3. Help Herbs Acclimate to Your Home

When bringing your herbs indoors, they'll need a little time to adjust to their new surroundings. You might notice that they drop a few leaves and grow more slowly. Ease them into life on the inside by setting them in a spot with indirect light (don't put them in bright sun right away). After a couple of weeks, you can move the pots to a spot that will get at least four hours of sun or bright light.

Editor's Tip: If you don't have a window that provides plenty of sunlight, you can also grow your herbs under fluorescent bulbs or with a grow-light setup.

4. Give Your Plants Some TLC

Turn pots once a week or so to help all sides of your plants get enough light. Water when the soil feels dry to a depth of 1 inch. Mist the leaves daily to boost the humidity level. You can also tilt the pots over the sink and gently rinse their foliage with tap water every once in a while to keep them clean and deter any pests that might show up.

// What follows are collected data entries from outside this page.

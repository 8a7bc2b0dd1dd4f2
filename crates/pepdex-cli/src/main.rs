use clap::{value_parser, Arg, ArgAction, Command, ValueHint};
use pepdex_cli::input::Input;
use pepdex_cli::runner::Runner;
use rayon::ThreadPoolBuilder;

fn main() -> anyhow::Result<()> {
    env_logger::Builder::default()
        .filter_level(log::LevelFilter::Error)
        .parse_env(env_logger::Env::default().filter_or("PEPDEX_LOG", "error,pepdex=info"))
        .init();

    let matches = Command::new("pepdex")
        .version(clap::crate_version!())
        .about("Fragment-index peptide search engine")
        .arg(
            Arg::new("parameters")
                .required(true)
                .value_parser(clap::builder::NonEmptyStringValueParser::new())
                .help("Path to configuration parameters (JSON file)")
                .value_hint(ValueHint::FilePath),
        )
        .arg(
            Arg::new("spectra")
                .num_args(1..)
                .value_parser(clap::builder::NonEmptyStringValueParser::new())
                .help(
                    "Paths to JSON spectrum files to process. Overrides spectrum files listed \
                     in the configuration file.",
                )
                .value_hint(ValueHint::FilePath),
        )
        .arg(
            Arg::new("fasta")
                .short('f')
                .long("fasta")
                .value_parser(clap::builder::NonEmptyStringValueParser::new())
                .help(
                    "Path to FASTA database. Overrides the FASTA file \
                     specified in the configuration file.",
                )
                .value_hint(ValueHint::FilePath),
        )
        .arg(
            Arg::new("output_directory")
                .short('o')
                .long("output_directory")
                .value_parser(clap::builder::NonEmptyStringValueParser::new())
                .help(
                    "Path where search results will be written. \
                     Overrides the directory specified in the configuration file.",
                )
                .value_hint(ValueHint::DirPath),
        )
        .arg(
            Arg::new("threads")
                .long("threads")
                .value_parser(value_parser!(u16).range(1..))
                .help("Number of worker threads (default = # of CPUs)")
                .value_hint(ValueHint::Other),
        )
        .arg(
            Arg::new("open-search")
                .long("open-search")
                .action(ArgAction::SetTrue)
                .help("Search every peptide within the open search window of each precursor"),
        )
        .help_template(
            "{usage-heading} {usage}\n\n\
             {about-with-newline}\n\
             Version {version}\n\n\
             {all-args}{after-help}",
        )
        .get_matches();

    let threads = matches
        .get_one::<u16>("threads")
        .map(|n| *n as usize)
        .unwrap_or_else(num_cpus::get);
    ThreadPoolBuilder::new()
        .num_threads(threads)
        .build_global()?;

    let input = Input::from_arguments(matches)?;

    let runner = input.build().and_then(Runner::new)?;
    runner.run()?;

    Ok(())
}
use std::collections::HashMap;
use std::fmt::Write;
use std::str::FromStr;

use crate::{
    enzyme::{Digest, Position},
    fasta::ProteinIx,
    mass::{Mass, H2O, VALID_AA},
    modification::ModificationSpecificity,
    Error,
};

#[derive(Debug, Clone, PartialEq, PartialOrd, Default)]
pub struct Peptide {
    pub decoy: bool,
    pub sequence: Vec<u8>,
    /// Modification mass carried by each residue, 0.0 if unmodified
    pub modifications: Vec<f32>,
    pub nterm: Option<f32>,
    pub cterm: Option<f32>,
    pub monoisotopic: f32,
    pub missed_cleavages: u8,
    pub position: Position,
    /// Every protein this peptide occurs in, sorted. The first is the primary one
    pub proteins: Vec<ProteinIx>,
    /// Injected by hand rather than produced by digestion
    pub special: bool,
}

/// A place on a peptide that can carry a modification
#[derive(Copy, Clone, Debug, PartialEq, Eq)]
enum Site {
    Nterm,
    Cterm,
    Residue(usize),
}

impl Peptide {
    fn set_nterm_mod(&mut self, m: f32) {
        if self.nterm.is_none() {
            self.nterm = Some(m);
            self.monoisotopic += m;
        }
    }

    fn set_cterm_mod(&mut self, m: f32) {
        if self.cterm.is_none() {
            self.cterm = Some(m);
            self.monoisotopic += m;
        }
    }

    fn set_residue_mod(&mut self, index: usize, m: f32) {
        if self.modifications[index] == 0.0 {
            self.modifications[index] = m;
            self.monoisotopic += m;
        }
    }

    pub fn label(&self) -> i32 {
        match self.decoy {
            true => -1,
            false => 1,
        }
    }

    pub fn primary_protein(&self) -> Option<ProteinIx> {
        self.proteins.first().copied()
    }

    /// Mass of the residue at `index`, including any modification on it
    pub fn residue_mass(&self, index: usize) -> f32 {
        self.sequence[index].monoisotopic() + self.modifications[index]
    }

    /// Neutral mass recomputed from scratch
    pub fn computed_mass(&self) -> f32 {
        H2O + self.nterm.unwrap_or_default()
            + self.cterm.unwrap_or_default()
            + (0..self.sequence.len())
                .map(|i| self.residue_mass(i))
                .sum::<f32>()
    }

    fn sites(&self, spec: ModificationSpecificity) -> Vec<Site> {
        let first = self.sequence.first().copied();
        let last = self.sequence.last().copied();
        let restrict = |terminal: Option<u8>, r: Option<u8>| r.is_none() || terminal == r;

        match spec {
            ModificationSpecificity::Residue(r) => self
                .sequence
                .iter()
                .enumerate()
                .filter(|(i, &c)| c == r && self.modifications[*i] == 0.0)
                .map(|(i, _)| Site::Residue(i))
                .collect(),
            ModificationSpecificity::PeptideN(r) if self.nterm.is_none() && restrict(first, r) => {
                vec![Site::Nterm]
            }
            ModificationSpecificity::ProteinN(r)
                if self.nterm.is_none()
                    && self.position.protein_nterm()
                    && restrict(first, r) =>
            {
                vec![Site::Nterm]
            }
            ModificationSpecificity::PeptideC(r) if self.cterm.is_none() && restrict(last, r) => {
                vec![Site::Cterm]
            }
            ModificationSpecificity::ProteinC(r)
                if self.cterm.is_none()
                    && self.position.protein_cterm()
                    && restrict(last, r) =>
            {
                vec![Site::Cterm]
            }
            _ => Vec::new(),
        }
    }

    fn is_free(&self, site: Site) -> bool {
        match site {
            Site::Nterm => self.nterm.is_none(),
            Site::Cterm => self.cterm.is_none(),
            Site::Residue(i) => self.modifications[i] == 0.0,
        }
    }

    fn modify(&mut self, site: Site, mass: f32) {
        match site {
            Site::Nterm => self.set_nterm_mod(mass),
            Site::Cterm => self.set_cterm_mod(mass),
            Site::Residue(i) => self.set_residue_mod(i, mass),
        }
    }

    /// Apply a static modification to a peptide in-place
    pub fn static_mod(&mut self, spec: ModificationSpecificity, mass: f32) {
        for site in self.sites(spec) {
            self.modify(site, mass);
        }
    }

    /// Apply static modifications, then every combination of at most
    /// `max_variable_mods` variable modifications. At most `max_peptidoforms`
    /// forms are produced (the unmodified form first); the returned flag is set
    /// when combinations were dropped to respect that cap.
    pub fn apply(
        mut self,
        variable_mods: &[(ModificationSpecificity, f32)],
        static_mods: &HashMap<ModificationSpecificity, f32>,
        max_variable_mods: usize,
        max_peptidoforms: usize,
    ) -> (Vec<Peptide>, bool) {
        // Protein terminal mods take precedence over peptide terminal ones
        let mut statics = static_mods.iter().collect::<Vec<_>>();
        statics.sort_by(|a, b| a.0.cmp(b.0).reverse());
        for (spec, mass) in statics {
            self.static_mod(*spec, *mass);
        }

        let sites = variable_mods
            .iter()
            .flat_map(|(spec, mass)| self.sites(*spec).into_iter().map(move |s| (s, *mass)))
            .collect::<Vec<_>>();

        let mut peptides = Vec::new();
        let truncated = self.combine(
            &sites,
            max_variable_mods,
            max_peptidoforms.max(1),
            &mut peptides,
        );
        (peptides, truncated)
    }

    fn combine(
        &self,
        sites: &[(Site, f32)],
        remaining: usize,
        cap: usize,
        out: &mut Vec<Peptide>,
    ) -> bool {
        if out.len() >= cap {
            return true;
        }
        out.push(self.clone());
        if remaining == 0 {
            return false;
        }

        let mut truncated = false;
        for (k, (site, mass)) in sites.iter().enumerate() {
            if !self.is_free(*site) {
                continue;
            }
            let mut next = self.clone();
            next.modify(*site, *mass);
            truncated |= next.combine(&sites[k + 1..], remaining - 1, cap, out);
            if truncated {
                break;
            }
        }
        truncated
    }
}

impl TryFrom<&Digest> for Peptide {
    type Error = Error;

    fn try_from(value: &Digest) -> Result<Self, Self::Error> {
        let mut sequence = Vec::with_capacity(value.sequence.len());
        let mut monoisotopic = H2O;

        for c in value.sequence.bytes() {
            if !VALID_AA.contains(&c) {
                return Err(Error::InvalidResidue(c as char));
            }
            monoisotopic += c.monoisotopic();
            sequence.push(c);
        }

        Ok(Peptide {
            decoy: value.decoy,
            modifications: vec![0.0; sequence.len()],
            sequence,
            monoisotopic,
            nterm: None,
            cterm: None,
            missed_cleavages: value.missed_cleavages,
            position: value.position,
            proteins: vec![value.protein],
            special: false,
        })
    }
}

fn write_mass(f: &mut std::fmt::Formatter<'_>, m: f32) -> std::fmt::Result {
    if m.is_sign_positive() {
        write!(f, "[+{}]", m)
    } else {
        write!(f, "[{}]", m)
    }
}

/// Modified-sequence notation, e.g. `[+42.0106]-PEPTM[+15.9949]IDE-[+17.03]`
impl std::fmt::Display for Peptide {
    fn fmt(&self, f: &mut std::fmt::Formatter<'_>) -> std::fmt::Result {
        if let Some(m) = self.nterm {
            write_mass(f, m)?;
            f.write_char('-')?;
        }
        for (r, m) in self.sequence.iter().zip(&self.modifications) {
            f.write_char(*r as char)?;
            if *m != 0.0 {
                write_mass(f, *m)?;
            }
        }
        if let Some(m) = self.cterm {
            f.write_char('-')?;
            write_mass(f, m)?;
        }
        Ok(())
    }
}

impl FromStr for Peptide {
    type Err = Error;

    fn from_str(s: &str) -> Result<Self, Self::Err> {
        let invalid = |reason: &str| Error::InvalidSequence {
            sequence: s.into(),
            reason: reason.into(),
        };

        // Read a bracketed mass from the front of `rest`
        let bracket = |rest: &str| -> Result<(f32, usize), Error> {
            let end = rest.find(']').ok_or_else(|| invalid("unterminated modification"))?;
            let mass = rest[1..end]
                .trim()
                .parse::<f32>()
                .map_err(|_| invalid("modification is not a number"))?;
            if !mass.is_finite() {
                return Err(invalid("modification is not a finite number"));
            }
            Ok((mass, end + 1))
        };

        let mut rest = s.trim();
        let mut peptide = Peptide {
            monoisotopic: H2O,
            ..Default::default()
        };

        if rest.starts_with('[') {
            let (mass, used) = bracket(rest)?;
            rest = rest[used..]
                .strip_prefix('-')
                .ok_or_else(|| invalid("N-terminal modification must be followed by `-`"))?;
            peptide.set_nterm_mod(mass);
        }

        while let Some(c) = rest.chars().next() {
            match c {
                '-' => {
                    let tail = &rest[1..];
                    if !tail.starts_with('[') {
                        return Err(invalid("`-` must be followed by a C-terminal modification"));
                    }
                    let (mass, used) = bracket(tail)?;
                    if used != tail.len() {
                        return Err(invalid("trailing characters after C-terminal modification"));
                    }
                    peptide.set_cterm_mod(mass);
                    rest = "";
                }
                '[' => {
                    if peptide.sequence.is_empty() {
                        return Err(invalid("modification without a residue"));
                    }
                    let (mass, used) = bracket(rest)?;
                    let index = peptide.sequence.len() - 1;
                    if peptide.modifications[index] != 0.0 {
                        return Err(invalid("residue carries more than one modification"));
                    }
                    peptide.set_residue_mod(index, mass);
                    rest = &rest[used..];
                }
                c if c.is_ascii() && VALID_AA.contains(&(c as u8)) => {
                    peptide.sequence.push(c as u8);
                    peptide.modifications.push(0.0);
                    peptide.monoisotopic += (c as u8).monoisotopic();
                    rest = &rest[1..];
                }
                c => return Err(Error::InvalidResidue(c)),
            }
        }

        if peptide.sequence.is_empty() {
            return Err(invalid("no residues"));
        }
        Ok(peptide)
    }
}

Editor's Tip: Boost the humidity around your plants by placing their pots in a pebble-filled tray. Water the pot regularly, allowing excess water to overflow into the tray.

5. Take Cuttings

To make sure you always have access to fresh, soft-stem herbs like basil, lemon balm, and mint, take cuttings of each plant throughout the winter. Place these cuttings in a small vase of water and they will soon develop roots. When the roots are a couple of inches long, pot the cuttings to expand your supply of fresh herbs. Or you can snip sprigs whenever you need some fresh herbs for your favorite dishes. Either way, this will encourage your plants to produce new growth and stay compact until you can move them outdoors again in spring.

With a little preparation, nearly all of your herbs can come indoors for the winter. Growing them in containers will give you a fresh supply for cooking all year long, and you'll be able to take them back outside and replant when spring arrives. Easy-to-grow herbs can also make a great addition to your houseplant collection—you might even decide to keep some of them indoors year-round!